TreePhilly will also work with the city's Office of Sustainability's Beat the Heat program designed to help residents in some areas adapt to high heat.
Here's a breakdown of where the money is going:
Yard Trees: TreePhilly will continue to give away trees for residents to plant on their properties. But, instead of being distributed directly by the city, 9,000 trees will be given out through community grants and community-based giveaways. Officials believe community groups will give them broader access to residents.
Street Trees: In many neighborhoods, there are few or no yards and planting trees there is not an option. So TreePhilly will help plant 3,000 trees in those areas to develop "green corridors."

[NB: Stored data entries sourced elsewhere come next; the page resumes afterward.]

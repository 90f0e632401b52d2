// Copyright 2025 the Overstory Authors
// SPDX-License-Identifier: Apache-2.0 OR MIT

//! Overstory Layer: overlays stacked above a base document.
//!
//! An overlay is a dialog, drawer, cover, or popup opened above the current front
//! layer. This crate owns its whole lifecycle:
//!
//! - Builds the element structure (container, backdrop, viewport, box, content,
//!   dismiss button) in an [`overstory_dom::Document`].
//! - Animates it in and out through an injected [`Motion`] engine.
//! - Wires the ways a close may be requested: closer attributes
//!   ([`ACCEPT_ATTR`](triggers::ACCEPT_ATTR), [`DISMISS_ATTR`](triggers::DISMISS_ATTR)),
//!   outside clicks, the Escape key, named events, and location patterns.
//! - Runs the accept/dismiss protocol and hands the outcome to the opener.
//!
//! ## Minimal usage
//!
//! ```
//! use futures::executor::LocalPool;
//! use overstory_layer::{Context, Dismissed, OverlayOptions, open};
//! use serde_json::json;
//!
//! let mut pool = LocalPool::new();
//! let ctx = Context::builder(pool.spawner()).build();
//!
//! let overlay = pool
//!     .run_until(open(&ctx, OverlayOptions::default().with_mode("popup"), None))
//!     .unwrap();
//! let result = overlay.result();
//!
//! // Pressing Escape dismisses the front overlay.
//! ctx.events().press_key("Escape");
//! pool.run_until_stalled();
//!
//! assert!(overlay.is_closed());
//! assert_eq!(pool.run_until(result), Err(Dismissed { value: json!(":key") }));
//! ```
//!
//! ## Threading
//!
//! Everything here is single-threaded. Close requests raised by event handlers
//! are spawned on the [`futures::task::LocalSpawn`] given to [`Context::builder`].

mod close;
mod config;
mod context;
mod dismiss;
mod error;
mod events;
mod focus;
mod motion;
mod open;
mod overlay;
mod pattern;
mod stack;
mod structure;
pub mod triggers;

#[cfg(test)]
mod testing;

pub use config::{Callbacks, Config, Hook, HookSlot, ModeConfig, OverlayConfig, OverlayOptions};
pub use context::{AlwaysConfirm, Confirm, Context, ContextBuilder};
pub use dismiss::{DismissMethods, DismissPolicy, DismissableSetting};
pub use error::{CloseError, Dismissed, MotionError, OverlayError};
pub use events::{Event, EventHub, EventId, Handler, Subscription};
pub use focus::OverlayFocus;
pub use motion::{
    AnimateFn, Animation, InstantMotion, Motion, MotionFuture, MotionOptions, MotionSettings,
    destroy, settle_all,
};
pub use open::open;
pub use overlay::{CloseOptions, Overlay, OverlayState, Parts, Resolution, Verb};
pub use pattern::UrlPattern;
pub use stack::{Layer, Stack};
pub use structure::{VIEWPORT_ATTR, selector, suggest_visual_nesting};

pub use overstory_responder::types::{Outcome, Phase};
// Copyright 2025 the Overstory Authors
// SPDX-License-Identifier: Apache-2.0 OR MIT

//! Motion: animation descriptors and the engine seam.
//!
//! An animation either runs as a [`MotionFuture`] or does not run at all. Absent
//! futures count as already finished, so a caller launching several animations
//! at once can hand every launch result to [`settle_all`] without special cases.

use std::cell::RefCell;
use std::fmt;
use std::rc::Rc;
use std::time::Duration;

use futures::future::{LocalBoxFuture, join_all};
use overstory_dom::{Document, ElementId};
use serde::Deserialize;

use crate::error::MotionError;

/// A running animation.
pub type MotionFuture = LocalBoxFuture<'static, Result<(), MotionError>>;

/// Function animating an element directly.
pub type AnimateFn = Rc<dyn Fn(ElementId, &MotionOptions) -> Option<MotionFuture>>;

/// Animation descriptor.
#[derive(Clone, Default, Deserialize)]
#[serde(try_from = "RawAnimation")]
pub enum Animation {
    /// No animation; the change is instant.
    #[default]
    None,
    /// A named animation understood by the [`Motion`] engine, e.g. `fade-in`.
    Named(String),
    /// A function that animates the element itself.
    Custom(AnimateFn),
}

impl Animation {
    /// A named animation.
    pub fn named(name: impl Into<String>) -> Self {
        Self::Named(name.into())
    }

    /// A custom animation function.
    pub fn custom(f: impl Fn(ElementId, &MotionOptions) -> Option<MotionFuture> + 'static) -> Self {
        Self::Custom(Rc::new(f))
    }

    /// Name used in logs and errors.
    pub fn name(&self) -> &str {
        match self {
            Self::None => "none",
            Self::Named(name) => name,
            Self::Custom(_) => "custom",
        }
    }
}

impl fmt::Debug for Animation {
    fn fmt(&self, f: &mut fmt::Formatter<'_>) -> fmt::Result {
        match self {
            Self::None => f.write_str("None"),
            Self::Named(name) => f.debug_tuple("Named").field(name).finish(),
            Self::Custom(_) => f.write_str("Custom(..)"),
        }
    }
}

impl PartialEq for Animation {
    fn eq(&self, other: &Self) -> bool {
        match (self, other) {
            (Self::None, Self::None) => true,
            (Self::Named(a), Self::Named(b)) => a == b,
            (Self::Custom(a), Self::Custom(b)) => Rc::ptr_eq(a, b),
            _ => false,
        }
    }
}

#[derive(Deserialize)]
#[serde(untagged)]
enum RawAnimation {
    Flag(bool),
    Name(String),
}

impl TryFrom<RawAnimation> for Animation {
    type Error = String;

    fn try_from(raw: RawAnimation) -> Result<Self, Self::Error> {
        match raw {
            RawAnimation::Flag(false) => Ok(Self::None),
            RawAnimation::Flag(true) => Err("an animation must be a name or `false`".into()),
            RawAnimation::Name(name) if name.is_empty() || name == "none" => Ok(Self::None),
            RawAnimation::Name(name) => Ok(Self::Named(name)),
        }
    }
}

/// Timing options passed along with an animation.
#[derive(Clone, Debug, Default, PartialEq, Eq)]
pub struct MotionOptions {
    /// Duration; the engine's default when `None`.
    pub duration: Option<Duration>,
    /// Easing function name; the engine's default when `None`.
    pub easing: Option<String>,
}

/// Box and backdrop animation for one direction (open or close).
#[derive(Clone, Debug, Default, PartialEq)]
pub struct MotionSettings {
    /// Animation of the overlay box.
    pub animation: Animation,
    /// Animation of the backdrop.
    pub backdrop_animation: Animation,
    /// Timing shared by both.
    pub options: MotionOptions,
}

/// Animation engine.
pub trait Motion {
    /// Start animating `element`. Returns `None` when nothing runs.
    fn animate(
        &self,
        document: &Document,
        element: ElementId,
        animation: &Animation,
        options: &MotionOptions,
    ) -> Option<MotionFuture>;

    /// Returns true if `animation` would not animate anything.
    fn is_none(&self, animation: &Animation) -> bool {
        matches!(animation, Animation::None)
    }
}

/// Engine that finishes every named animation instantly. Custom animations still run.
#[derive(Clone, Copy, Debug, Default)]
pub struct InstantMotion;

impl Motion for InstantMotion {
    fn animate(
        &self,
        _document: &Document,
        element: ElementId,
        animation: &Animation,
        options: &MotionOptions,
    ) -> Option<MotionFuture> {
        match animation {
            Animation::Custom(f) => f(element, options),
            Animation::None | Animation::Named(_) => None,
        }
    }
}

/// Wait for every launched animation, then report the first failure.
pub async fn settle_all(animations: Vec<Option<MotionFuture>>) -> Result<(), MotionError> {
    let results = join_all(animations.into_iter().flatten()).await;
    results.into_iter().collect()
}

/// Wait for `animation`, then remove `element` whether or not the animation succeeded.
pub async fn destroy(
    document: &RefCell<Document>,
    element: ElementId,
    animation: Option<MotionFuture>,
) -> Result<(), MotionError> {
    let result = match animation {
        Some(animation) => animation.await,
        None => Ok(()),
    };
    document.borrow_mut().remove(element);
    result
}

Natural Lands: Over 60 percent of the city's parks are not actively managed. The expanded program will allow the Parks and Recreation Department to plant 6,000 shrubs and 8,000 trees. Money will also go toward the city-owned Greenland Nursery, which grows plants for use by the city.
Park Plantings: 375 trees will be planted at parks and recreation facilities and neighborhood parks.
A portion of the money will also help pay for staff for the TreeKeepers program. The crew, comprised of ex-offenders, prunes trees, removes invasive vines, weeds and maintains storm-water planters at parks and recreation programs.